In which Terri shares a humorous look at her journey with Parkinson's disease and Dystonia:

For me, illness and health are not opposites but exist together. Everyone has something that is challenging to them. Mine just simply has a recognizable name. My life will take a different path because of this but that's okay. Everyone has changes in their lives that create their path.  I'm learning how to enjoy whatever path I'm on.

Live Forever? Really?

Terri Reinhart

I’m more than two thousand years old, I am. I’ve lived longer than anyone in the world.
Mort shook his head.
”You haven’t, you know. You’ve just stretched things out more.
— Terry Pratchett - Mort

It was in the paper this morning. A number of techie billionaires are trying to find a way to extend life to at least 150 years, if not forever. Larry Ellison, founder of Oracle, is quoted as saying, "Death has never made any sense to me. How can a person be there and then just vanish, just not be there?"  Their objective, according to the newspaper article, is to "use the technological tools with which they created an information revolution to upgrade what they consider to be the most complicated piece of machinery in existence: the human body."

I had to look at the cover of the newspaper. For a moment, I thought I was reading The Onion.

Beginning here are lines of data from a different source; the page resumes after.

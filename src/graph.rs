use std::collections::{BTreeMap, BTreeSet, HashMap, VecDeque};

/// Directed graph over table names with an edge from `a` to `b` whenever
/// `a` carries a foreign key referencing `b`.
///
/// Adjacency is kept in ordered maps so that breadth-first expansion
/// visits neighbors in a fixed order, which keeps path selection stable
/// across runs.
#[derive(Debug, Default, Clone)]
pub struct RelationshipGraph {
    edges: BTreeMap<String, BTreeSet<String>>,
}

impl RelationshipGraph {
    pub fn new() -> Self {
        Self::default()
    }

    pub fn add_node(&mut self, node: impl Into<String>) {
        self.edges.entry(node.into()).or_default();
    }

    pub fn add_edge(&mut self, from: impl Into<String>, to: impl Into<String>) {
        let to = to.into();
        self.add_node(to.clone());
        self.edges.entry(from.into()).or_default().insert(to);
    }

    pub fn contains(&self, node: &str) -> bool {
        self.edges.contains_key(node)
    }

    /// Shortest directed path from `from` to `to`, endpoints included.
    pub fn shortest_path(&self, from: &str, to: &str) -> Option<Vec<String>> {
        if !self.contains(from) || !self.contains(to) {
            return None;
        }
        if from == to {
            return Some(vec![from.to_string()]);
        }
        let mut prev: HashMap<&str, &str> = HashMap::new();
        let mut queue: VecDeque<&str> = VecDeque::new();
        queue.push_back(from);
        while let Some(current) = queue.pop_front() {
            for next in self.edges.get(current).into_iter().flatten() {
                let next = next.as_str();
                if next == from || prev.contains_key(next) {
                    continue;
                }
                prev.insert(next, current);
                if next == to {
                    let mut path = vec![to.to_string()];
                    let mut cursor = to;
                    while let Some(p) = prev.get(cursor) {
                        path.push((*p).to_string());
                        cursor = p;
                    }
                    path.reverse();
                    return Some(path);
                }
                queue.push_back(next);
            }
        }
        None
    }
}

#[cfg(test)]
mod tests {
    use super::*;

    fn graph() -> RelationshipGraph {
        let mut g = RelationshipGraph::new();
        g.add_edge("avatars", "users");
        g.add_edge("posts", "users");
        g.add_edge("comments", "posts");
        g
    }

    #[test]
    fn direct_edge() {
        assert_eq!(
            graph().shortest_path("avatars", "users"),
            Some(vec!["avatars".to_string(), "users".to_string()])
        );
    }

    #[test]
    fn transitive_path() {
        assert_eq!(
            graph().shortest_path("comments", "users"),
            Some(vec![
                "comments".to_string(),
                "posts".to_string(),
                "users".to_string()
            ])
        );
    }

    #[test]
    fn edges_are_directed() {
        assert_eq!(graph().shortest_path("users", "avatars"), None);
    }

    #[test]
    fn unknown_node() {
        assert_eq!(graph().shortest_path("users", "nothing"), None);
    }

    #[test]
    fn trivial_path() {
        assert_eq!(
            graph().shortest_path("users", "users"),
            Some(vec!["users".to_string()])
        );
    }

    #[test]
    fn picks_the_same_path_every_time() {
        let mut g = RelationshipGraph::new();
        g.add_edge("root", "a");
        g.add_edge("root", "b");
        g.add_edge("a", "leaf");
        g.add_edge("b", "leaf");
        for _ in 0..16 {
            assert_eq!(
                g.shortest_path("root", "leaf"),
                Some(vec![
                    "root".to_string(),
                    "a".to_string(),
                    "leaf".to_string()
                ])
            );
        }
    }
}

There's something wrong with this picture, no matter how you look at it. Fortunately, the bioethicists agree with me. Even Bill Gates thinks their priorities are screwy.  I foresee some challenges if this ever comes to pass. (though I'm confident it won't come to pass)

I hope, as these techies are donating millions so they can live and tech on forever, they are also looking at ways to make the planet live on forever. If not, they'll have to work on the ability to colonize other planets. 

Now they are embracing Peter Thiel's (cofounder of Paypal) plan for a floating city in the middle of the ocean outside the reach of any human government. I'm sure he'd be relieved to hear I'm not interested in joining them. My idea of Utopia definitely would not be living with a group of wealthy immortals. 

Even if you just live to be 150, when do you retire? Are you planning to work till you're 120? Peter has an answer to this, too. He feels people stop trying because they think they don't have enough time: "Because they are 85. But that 85-year-old could have gotten four PhD's from 65 to 85, but he didn't do it because he thought he didn't have enough time." 

I don't need to comment on that one.

In the United States, our life expectancy is already better than that of 161 other countries. There are also 41 countries whose inhabitants can expect to live longer than we do, but the difference between our #42 (79.56) and the #1 country (Monaco at 89.57) is only ten years. If we lived in Chad, we could expect to live only to age 49. We're not doing so badly as it is.

These billionaires may think they are doing good for everyone, but it seems to me it would become one more way to divide the rich and the rest of us. Not everyone will be able to afford these human upgrades. Heck, most of us can't afford the tech upgrades. The last automatic upgrade we went through was called puberty. As upgrades go, it had some nice features, but it messed up the rest of the system for a number of years while we figured it out. 

In some countries, technology is cheap. I know of people living in poverty in Nepal and India who have cell phones, but they do not have clean water. It seems to me, spending millions of dollars to find a way for billionaires to live forever cheapens human life. What would happen if Peter, Larry & Co would, instead, spend the time, energy, and expertise to find a way to keep our planet alive and healthy so there will be a place for humans to live?

What if they would spend their money to help all people on this earth have easier, better lives in the time we are given?

I prefer a different kind of immortality.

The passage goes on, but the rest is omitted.